**Exercise brief**
Write all of the entries again. Keep them exactly as they are.
Given records Start Marker
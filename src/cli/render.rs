//! Text rendering of the note list, tag sidebar and editor.
use std::fmt::Write;

use console::style;

use crate::{content_preview, format_date, EditorSession, Note};

const PREVIEW_CHARS: usize = 80;
const LIST_TAGS: usize = 2;

/// The note list with a count header. `selected` marks one entry.
pub fn note_list(notes: &[&Note], selected: Option<&str>) -> String {
    let mut out = String::new();
    let _ = writeln!(
        out,
        "{}",
        style(format!(
            "{} {}",
            notes.len(),
            if notes.len() == 1 { "Note" } else { "Notes" }
        ))
        .bold()
    );

    if notes.is_empty() {
        let _ = writeln!(out, "No notes found");
        let _ = writeln!(out, "Try adjusting your search or tags");
        return out;
    }

    let width = separator_width();
    for (i, note) in notes.iter().enumerate() {
        if i > 0 {
            let _ = writeln!(out, "{}", "-".repeat(width));
        }
        let marker = if selected == Some(note.id.as_str()) {
            ">"
        } else {
            " "
        };
        let _ = writeln!(
            out,
            "{} {:>2}. {}  {}",
            marker,
            i + 1,
            style(&note.title).bold(),
            style(format_date(&note.updated_at)).dim()
        );

        let preview = content_preview(&note.content, PREVIEW_CHARS);
        let _ = writeln!(
            out,
            "      {}",
            if preview.is_empty() {
                "No content".to_string()
            } else {
                preview
            }
        );

        if !note.tags.is_empty() {
            let _ = writeln!(out, "      {}", style(list_tags(&note.tags)).cyan());
        }
    }
    out
}

/// First few tags as `#tag`, then `+N` for the rest.
fn list_tags(tags: &[String]) -> String {
    let mut shown: Vec<String> = tags
        .iter()
        .take(LIST_TAGS)
        .map(|tag| format!("#{}", tag))
        .collect();
    if tags.len() > LIST_TAGS {
        shown.push(format!("+{}", tags.len() - LIST_TAGS));
    }
    shown.join(" ")
}

/// Sidebar with the "All Notes" entry and every tag; the active filter is
/// marked.
pub fn tag_sidebar(tags: &[String], active: Option<&str>) -> String {
    let mut out = String::new();
    let _ = writeln!(
        out,
        "{} All Notes",
        if active.is_none() { "*" } else { " " }
    );
    let _ = writeln!(out, "{}", style("Tags").bold());
    if tags.is_empty() {
        let _ = writeln!(out, "  No tags yet");
    }
    for tag in tags {
        let mark = if active == Some(tag.as_str()) { "*" } else { " " };
        let _ = writeln!(out, "{} {}", mark, style(tag).cyan());
    }
    out
}

/// Full view of a stored note.
pub fn note_detail(note: &Note) -> String {
    let mut out = String::new();
    let _ = writeln!(out, "{}", style(&note.title).bold());
    let _ = writeln!(
        out,
        "ID: {} | Created: {} | Updated: {}",
        note.id,
        note.created_at.format("%Y-%m-%d %H:%M"),
        note.updated_at.format("%Y-%m-%d %H:%M")
    );
    if !note.tags.is_empty() {
        let tags = note
            .tags
            .iter()
            .map(|tag| format!("#{}", tag))
            .collect::<Vec<_>>()
            .join(" ");
        let _ = writeln!(out, "Tags: {}", style(tags).cyan());
    }
    let _ = writeln!(out);
    let _ = writeln!(out, "{}", note.content);
    out
}

/// The draft being edited, with a banner while changes are unsaved.
pub fn editor_view(editor: &EditorSession) -> String {
    let draft = editor.draft();
    let mut out = String::new();
    let title = if draft.title.trim().is_empty() {
        "(untitled)"
    } else {
        draft.title.as_str()
    };
    let _ = writeln!(out, "{}", style(title).bold());
    if draft.tags.is_empty() {
        let _ = writeln!(out, "Tags: (none)");
    } else {
        let _ = writeln!(out, "Tags: {}", style(draft.tags.join(", ")).cyan());
    }
    let _ = writeln!(out);
    if draft.content.is_empty() {
        let _ = writeln!(out, "{}", style("Start writing your note...").dim());
    } else {
        let _ = writeln!(out, "{}", draft.content);
    }
    if editor.is_dirty() {
        let _ = writeln!(out);
        let _ = writeln!(out, "{}", style("You have unsaved changes").yellow());
    }
    out
}

fn separator_width() -> usize {
    terminal_size::terminal_size()
        .map(|(w, _)| w.0 as usize)
        .unwrap_or(80)
        .min(50)
}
Given records End Marker
**Answer box**
filename src/cli/render.rs
//! Text rendering of the note list, tag sidebar and editor.
use std::fmt::Write;

use console::style;

use crate::{content_preview, format_date, EditorSession, Note};

const PREVIEW_CHARS: usize = 80;
const LIST_TAGS: usize = 2;

/// The note list with a count header. `selected` marks one entry.
pub fn note_list(notes: &[&Note], selected: Option<&str>) -> String {
    let mut out = String::new();
    let _ = writeln!(
        out,
        "{}",
        style(format!(
            "{} {}",
            notes.len(),
            if notes.len() == 1 { "Note" } else { "Notes" }
        ))
        .bold()
    );

    if notes.is_empty() {
        let _ = writeln!(out, "No notes found");
        let _ = writeln!(out, "Try adjusting your search or tags");
        return out;
    }

    let width = separator_width();
    for (i, note) in notes.iter().enumerate() {
        if i > 0 {
            let _ = writeln!(out, "{}", "-".repeat(width));
        }
        let marker = if selected == Some(note.id.as_str()) {
            ">"
        } else {
            " "
        };
        let _ = writeln!(
            out,
            "{} {:>2}. {}  {}",
            marker,
            i + 1,
            style(&note.title).bold(),
            style(format_date(&note.updated_at)).dim()
        );

        let preview = content_preview(&note.content, PREVIEW_CHARS);
        let _ = writeln!(
            out,
            "      {}",
            if preview.is_empty() {
                "No content".to_string()
            } else {
                preview
            }
        );

        if !note.tags.is_empty() {
            let _ = writeln!(out, "      {}", style(list_tags(&note.tags)).cyan());
        }
    }
    out
}

/// First few tags as `#tag`, then `+N` for the rest.
fn list_tags(tags: &[String]) -> String {
    let mut shown: Vec<String> = tags
        .iter()
        .take(LIST_TAGS)
        .map(|tag| format!("#{}", tag))
        .collect();
    if tags.len() > LIST_TAGS {
        shown.push(format!("+{}", tags.len() - LIST_TAGS));
    }
    shown.join(" ")
}

/// Sidebar with the "All Notes" entry and every tag; the active filter is
/// marked.
pub fn tag_sidebar(tags: &[String], active: Option<&str>) -> String {
    let mut out = String::new();
    let _ = writeln!(
        out,
        "{} All Notes",
        if active.is_none() { "*" } else { " " }
    );
    let _ = writeln!(out, "{}", style("Tags").bold());
    if tags.is_empty() {
        let _ = writeln!(out, "  No tags yet");
    }
    for tag in tags {
        let mark = if active == Some(tag.as_str()) { "*" } else { " " };
        let _ = writeln!(out, "{} {}", mark, style(tag).cyan());
    }
    out
}

/// Full view of a stored note.
pub fn note_detail(note: &Note) -> String {
    let mut out = String::new();
    let _ = writeln!(out, "{}", style(&note.title).bold());
    let _ = writeln!(
        out,
        "ID: {} | Created: {} | Updated: {}",
        note.id,
        note.created_at.format("%Y-%m-%d %H:%M"),
        note.updated_at.format("%Y-%m-%d %H:%M")
    );
    if !note.tags.is_empty() {
        let tags = note
            .tags
            .iter()
            .map(|tag| format!("#{}", tag))
            .collect::<Vec<_>>()
            .join(" ");
        let _ = writeln!(out, "Tags: {}", style(tags).cyan());
    }
    let _ = writeln!(out);
    let _ = writeln!(out, "{}", note.content);
    out
}

/// The draft being edited, with a banner while changes are unsaved.
pub fn editor_view(editor: &EditorSession) -> String {
    let draft = editor.draft();
    let mut out = String::new();
    let title = if draft.title.trim().is_empty() {
        "(untitled)"
    } else {
        draft.title.as_str()
    };
    let _ = writeln!(out, "{}", style(title).bold());
    if draft.tags.is_empty() {
        let _ = writeln!(out, "Tags: (none)");
    } else {
        let _ = writeln!(out, "Tags: {}", style(draft.tags.join(", ")).cyan());
    }
    let _ = writeln!(out);
    if draft.content.is_empty() {
        let _ = writeln!(out, "{}", style("Start writing your note...").dim());
    } else {
        let _ = writeln!(out, "{}", draft.content);
    }
    if editor.is_dirty() {
        let _ = writeln!(out);
        let _ = writeln!(out, "{}", style("You have unsaved changes").yellow());
    }
    out
}

fn separator_width() -> usize {
    terminal_size::terminal_size()
        .map(|(w, _)| w.0 as usize)
        .unwrap_or(80)
        .min(50)
}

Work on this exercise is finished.